In a few years, the PC won''t even be the target gaming platform. Oh, I know, blasphemy and all that. Truth is, for the majority of the market, the consistency and hassle-free nature of console game is by far more desirable than the "Does it meet minimum requirements?" and "Do I have to upgrade - again - to play it?" cycle of the PC. Hell, I''m getting an Xbox!


I think it should be adopted by at least the leaders in the industry.

On the basis of...?


I still cannot understand why Windows rules. Is it DirectX?
or is it the dummy users who prefare to run it on their Pentium?


If you can''t figure out why Windows rules the desktop, well, you might as well give up any sort of meaningful commercial analysis.

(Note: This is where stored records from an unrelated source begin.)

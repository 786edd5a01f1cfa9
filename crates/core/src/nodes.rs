//! Node tree produced by the document parser.
//!
//! The tree is an in-memory API object; `Serialize` is derived so embedders can
//! hand it across process boundaries, but the field layout is the contract.

use crate::error::{ErrorSeverity, ParseDiagnostics};
use serde::Serialize;

/// Root of a parsed document.
#[derive(Debug, Clone, PartialEq, Serialize)]
pub struct DocumentNode {
    /// Document identity, if the parser was given one.
    pub filename: Option<String>,
    /// Top-level nodes in source order.
    pub children: Vec<Node>,
    /// Recoverable problems observed while parsing.
    pub diagnostics: ParseDiagnostics,
}

impl DocumentNode {
    /// Creates an empty document.
    pub fn new(filename: Option<String>) -> Self {
        Self {
            filename,
            children: Vec::new(),
            diagnostics: ParseDiagnostics::new(),
        }
    }

    /// Title of the first section, if the document has one.
    pub fn title(&self) -> Option<&str> {
        self.children.iter().find_map(|node| match node {
            Node::Section { title, .. } => Some(title.as_str()),
            _ => None,
        })
    }

    /// Visits every block node depth-first, in source order.
    pub fn walk<'a>(&'a self, visit: &mut dyn FnMut(&'a Node)) {
        for child in &self.children {
            child.walk(visit);
        }
    }

    /// Collects every inline node of every paragraph, depth-first.
    pub fn inlines(&self) -> Vec<&Inline> {
        let mut found = Vec::new();
        self.walk(&mut |node| {
            if let Node::Paragraph { content } = node {
                for inline in content {
                    inline.collect(&mut found);
                }
            }
        });
        found
    }
}

/// A block-level node.
#[derive(Debug, Clone, PartialEq, Serialize)]
#[serde(tag = "type", rename_all = "camelCase")]
pub enum Node {
    /// A titled section owning the nodes that follow its title.
    Section {
        /// Title text.
        title: String,
        /// Anchor id registered for the title.
        id: String,
        /// 1-based depth in the title hierarchy.
        level: usize,
        /// Hierarchical section number (e.g. `[2, 1]`), empty when numbering is off.
        number: Vec<usize>,
        /// Section content.
        children: Vec<Node>,
    },
    /// Running text.
    Paragraph {
        /// Inline content.
        content: Vec<Inline>,
    },
    /// Verbatim text.
    LiteralBlock {
        /// Text with the block indentation removed.
        text: String,
        /// Language hint, if any.
        language: Option<String>,
    },
    /// Indented content.
    BlockQuote {
        /// Quoted blocks.
        children: Vec<Node>,
    },
    /// A bullet list; every item is a sequence of blocks.
    BulletList {
        /// List items.
        items: Vec<Vec<Node>>,
    },
    /// Note, warning and friends.
    Admonition {
        /// Admonition kind (e.g. "note").
        kind: String,
        /// Optional title.
        title: Option<String>,
        /// Body content.
        children: Vec<Node>,
    },
    /// Generic wrapper produced by directives.
    Container {
        /// Name of the producing construct.
        name: String,
        /// Extra classes.
        classes: Vec<String>,
        /// Wrapped content.
        children: Vec<Node>,
    },
    /// An explicit hyperlink target (`.. _name:`).
    Target {
        /// Normalized target name.
        name: String,
        /// Anchor id.
        id: String,
    },
    /// A standalone adornment line between blocks.
    Transition,
    /// Explicit markup that is not a directive or target.
    Comment {
        /// Comment text.
        text: String,
    },
    /// Diagnostic placed where a construct could not be processed.
    SystemMessage {
        /// Severity of the problem.
        level: ErrorSeverity,
        /// Human readable description.
        message: String,
        /// Line the construct started on.
        line: usize,
    },
}

impl Node {
    /// Short kind name, used in events and logs.
    pub fn kind(&self) -> &'static str {
        match self {
            Node::Section { .. } => "section",
            Node::Paragraph { .. } => "paragraph",
            Node::LiteralBlock { .. } => "literal_block",
            Node::BlockQuote { .. } => "block_quote",
            Node::BulletList { .. } => "bullet_list",
            Node::Admonition { .. } => "admonition",
            Node::Container { .. } => "container",
            Node::Target { .. } => "target",
            Node::Transition => "transition",
            Node::Comment { .. } => "comment",
            Node::SystemMessage { .. } => "system_message",
        }
    }

    /// Creates a paragraph holding plain text.
    pub fn text_paragraph(text: impl Into<String>) -> Self {
        Node::Paragraph {
            content: vec![Inline::Text(text.into())],
        }
    }

    /// Child blocks, for the variants that have them.
    pub fn children(&self) -> &[Node] {
        match self {
            Node::Section { children, .. }
            | Node::BlockQuote { children }
            | Node::Admonition { children, .. }
            | Node::Container { children, .. } => children,
            _ => &[],
        }
    }

    fn walk<'a>(&'a self, visit: &mut dyn FnMut(&'a Node)) {
        visit(self);
        if let Node::BulletList { items } = self {
            for item in items {
                for node in item {
                    node.walk(visit);
                }
            }
        }
        for child in self.children() {
            child.walk(visit);
        }
    }

    pub(crate) fn for_each_inline_mut(&mut self, f: &mut dyn FnMut(&mut Inline)) {
        match self {
            Node::Paragraph { content } => {
                for inline in content {
                    inline.for_each_mut(f);
                }
            }
            Node::BulletList { items } => {
                for node in items.iter_mut().flatten() {
                    node.for_each_inline_mut(f);
                }
            }
            Node::Section { children, .. }
            | Node::BlockQuote { children }
            | Node::Admonition { children, .. }
            | Node::Container { children, .. } => {
                for child in children {
                    child.for_each_inline_mut(f);
                }
            }
            _ => {}
        }
    }
}

/// An inline node.
#[derive(Debug, Clone, PartialEq, Serialize)]
#[serde(tag = "type", content = "value", rename_all = "camelCase")]
pub enum Inline {
    /// Plain text.
    Text(String),
    /// `*emphasis*`
    Emphasis(Vec<Inline>),
    /// `**strong**`
    Strong(Vec<Inline>),
    /// ``` ``literal`` ```
    Literal(String),
    /// Interpreted text awaiting resolution at the end of the parse.
    PendingReference(ReferenceToken),
    /// A resolved cross-reference.
    Reference {
        /// Role that resolved it.
        role: String,
        /// Target as written.
        target: String,
        /// Link destination.
        url: String,
        /// Link text.
        text: String,
    },
    /// Placeholder for a reference no resolver could satisfy.
    UnresolvedReference(ReferenceToken),
}

impl Inline {
    fn collect<'a>(&'a self, found: &mut Vec<&'a Inline>) {
        found.push(self);
        if let Inline::Emphasis(children) | Inline::Strong(children) = self {
            for child in children {
                child.collect(found);
            }
        }
    }

    fn for_each_mut(&mut self, f: &mut dyn FnMut(&mut Inline)) {
        f(self);
        if let Inline::Emphasis(children) | Inline::Strong(children) = self {
            for child in children {
                child.for_each_mut(f);
            }
        }
    }
}

/// Interpreted text as written in the source: `` :role:`label <target>` ``.
#[derive(Debug, Clone, PartialEq, Eq, Serialize)]
pub struct ReferenceToken {
    /// Role name; `None` for the default role.
    pub role: Option<String>,
    /// Target.
    pub target: String,
    /// Explicit link text.
    pub label: Option<String>,
    /// Line of the enclosing paragraph.
    pub line: usize,
}

#[cfg(test)]
mod tests {
    use super::*;

    #[test]
    fn title_is_first_section() {
        let mut doc = DocumentNode::new(None);
        doc.children.push(Node::text_paragraph("intro"));
        doc.children.push(Node::Section {
            title: "First".into(),
            id: "first".into(),
            level: 1,
            number: vec![],
            children: vec![],
        });
        assert_eq!(doc.title(), Some("First"));
    }

    #[test]
    fn walk_visits_nested_blocks() {
        let mut doc = DocumentNode::new(None);
        doc.children.push(Node::BlockQuote {
            children: vec![Node::BulletList {
                items: vec![vec![Node::text_paragraph("a")], vec![Node::text_paragraph("b")]],
            }],
        });
        let mut kinds = Vec::new();
        doc.walk(&mut |node| kinds.push(node.kind()));
        assert_eq!(
            kinds,
            vec!["block_quote", "bullet_list", "paragraph", "paragraph"]
        );
    }

    #[test]
    fn inlines_include_nested_markup() {
        let mut doc = DocumentNode::new(None);
        doc.children.push(Node::Paragraph {
            content: vec![Inline::Strong(vec![Inline::Text("x".into())])],
        });
        assert_eq!(doc.inlines().len(), 2);
    }
}
//! Registry type definitions for directive mappings.

use crate::error::ConfigError;
use serde::{Deserialize, Serialize};
use std::collections::HashSet;

/// Which directives a [`ConfiguredFormat`](crate::ConfiguredFormat) provides.
///
/// Loaded from JSON or YAML, or built in code starting from
/// [`default_registry`](super::defaults::default_registry).
#[derive(Debug, Clone, Serialize, Deserialize, Default, PartialEq, Eq)]
#[serde(rename_all = "camelCase")]
pub struct RegistryConfig {
    /// Admonition directives (note, warning, ...).
    #[serde(default)]
    pub admonitions: Vec<AdmonitionMapping>,
    /// The literal code directive, if enabled.
    #[serde(default, skip_serializing_if = "Option::is_none")]
    pub code_block: Option<CodeBlockConfig>,
}

/// One admonition directive.
#[derive(Debug, Clone, Serialize, Deserialize, PartialEq, Eq)]
#[serde(rename_all = "camelCase")]
pub struct AdmonitionMapping {
    /// Directive name (e.g. "note").
    pub directive: String,
    /// Other names for the same directive.
    #[serde(default, skip_serializing_if = "Vec::is_empty")]
    pub aliases: Vec<String>,
    /// Kind recorded on the node; defaults to the directive name.
    #[serde(default, skip_serializing_if = "Option::is_none")]
    pub kind: Option<String>,
    /// Fixed title; otherwise the directive has none unless `title_required`.
    #[serde(default, skip_serializing_if = "Option::is_none")]
    pub title: Option<String>,
    /// The directive argument is the title and must be present, as for the
    /// generic `admonition` directive.
    #[serde(default)]
    pub title_required: bool,
}

impl AdmonitionMapping {
    /// A mapping whose kind is the directive name.
    pub fn new(directive: impl Into<String>) -> Self {
        Self {
            directive: directive.into(),
            aliases: Vec::new(),
            kind: None,
            title: None,
            title_required: false,
        }
    }

    /// Kind recorded on the node.
    pub fn kind(&self) -> &str {
        self.kind.as_deref().unwrap_or(&self.directive)
    }
}

/// The code directive.
#[derive(Debug, Clone, Serialize, Deserialize, PartialEq, Eq)]
#[serde(rename_all = "camelCase")]
pub struct CodeBlockConfig {
    /// Directive name.
    #[serde(default = "default_code_block_name")]
    pub directive: String,
    /// Other names for the same directive.
    #[serde(default)]
    pub aliases: Vec<String>,
    /// Language used when the directive has no argument.
    #[serde(default, skip_serializing_if = "Option::is_none")]
    pub default_language: Option<String>,
}

fn default_code_block_name() -> String {
    "code-block".to_string()
}

impl Default for CodeBlockConfig {
    fn default() -> Self {
        Self {
            directive: default_code_block_name(),
            aliases: vec!["code".to_string(), "sourcecode".to_string()],
            default_language: None,
        }
    }
}

impl RegistryConfig {
    /// Parses a JSON config and validates it.
    pub fn from_json(source: &str) -> Result<Self, ConfigError> {
        let config: Self = serde_json::from_str(source)?;
        config.validate()?;
        Ok(config)
    }

    /// Parses a YAML config and validates it.
    pub fn from_yaml(source: &str) -> Result<Self, ConfigError> {
        let config: Self = serde_yaml::from_str(source)?;
        config.validate()?;
        Ok(config)
    }

    /// Checks that no directive name or alias is claimed twice.
    pub fn validate(&self) -> Result<(), ConfigError> {
        let mut seen = HashSet::new();
        for name in self.directive_names() {
            if !seen.insert(name.to_lowercase()) {
                return Err(ConfigError::DuplicateDirective(name.to_string()));
            }
        }
        Ok(())
    }

    /// Every configured directive name and alias, in declaration order.
    pub fn directive_names(&self) -> Vec<&str> {
        let admonitions = self.admonitions.iter().flat_map(|m| {
            std::iter::once(m.directive.as_str()).chain(m.aliases.iter().map(String::as_str))
        });
        let code = self.code_block.iter().flat_map(|c| {
            std::iter::once(c.directive.as_str()).chain(c.aliases.iter().map(String::as_str))
        });
        admonitions.chain(code).collect()
    }

    /// Check if a directive name is configured.
    pub fn is_supported_directive(&self, name: &str) -> bool {
        self.directive_names()
            .iter()
            .any(|n| n.eq_ignore_ascii_case(name))
    }

    /// The admonition answering to `name`.
    pub fn get_admonition(&self, name: &str) -> Option<&AdmonitionMapping> {
        self.admonitions.iter().find(|m| {
            m.directive.eq_ignore_ascii_case(name)
                || m.aliases.iter().any(|a| a.eq_ignore_ascii_case(name))
        })
    }
}

#[cfg(test)]
mod tests {
    use super::*;

    #[test]
    fn json_config_with_defaults() {
        let config = RegistryConfig::from_json(
            r#"{
                "admonitions": [
                    { "directive": "note", "aliases": ["memo"] },
                    { "directive": "admonition", "titleRequired": true }
                ],
                "codeBlock": {}
            }"#,
        )
        .unwrap();

        assert_eq!(config.admonitions.len(), 2);
        assert_eq!(config.get_admonition("MEMO").unwrap().kind(), "note");
        assert!(config.admonitions[1].title_required);
        let code = config.code_block.as_ref().unwrap();
        assert_eq!(code.directive, "code-block");
        assert!(code.aliases.is_empty());
        assert!(config.is_supported_directive("code-block"));
    }

    #[test]
    fn yaml_config() {
        let config = RegistryConfig::from_yaml(
            "admonitions:\n  - directive: warning\n    kind: caution\n    title: Careful\n",
        )
        .unwrap();
        let warning = config.get_admonition("warning").unwrap();
        assert_eq!(warning.kind(), "caution");
        assert_eq!(warning.title.as_deref(), Some("Careful"));
        assert!(config.code_block.is_none());
    }

    #[test]
    fn duplicate_names_are_rejected() {
        let err = RegistryConfig::from_json(
            r#"{ "admonitions": [ { "directive": "note" }, { "directive": "tip", "aliases": ["Note"] } ] }"#,
        )
        .unwrap_err();
        assert!(matches!(err, ConfigError::DuplicateDirective(name) if name == "Note"));
    }

    #[test]
    fn malformed_input_is_reported() {
        assert!(matches!(
            RegistryConfig::from_json("{ not json"),
            Err(ConfigError::Json(_))
        ));
        assert!(matches!(
            RegistryConfig::from_yaml("admonitions: 3"),
            Err(ConfigError::Yaml(_))
        ));
    }
}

It''s been done to death. It''s obvious. It''s so blatantly apparent that it stares you in the face: usability.

Windows is more usable than any graphical environment for Linux. Windows is more consistent than any graphical environment for Linux. Windows is more coherent than any graphical environment for Linux. And don''t underestimate the import of graphical environments; developers may want/accept/like command-line interfaces, but Average Joes most definitely will not.

Worst of all, Linux graphical environments are forever playing catch-up to Windows. I mean, look at all the current offerings: they''re reimplementations of Windows-like schemes with minor differences. Why wasn''t the opportunity taken to explore truly alternative options? Because the 800-lb gorilla had set the expectations bar, and only it can shift the paradigm (as Paul Thurriot keeps breathlessly telling us Longhorn will - bull).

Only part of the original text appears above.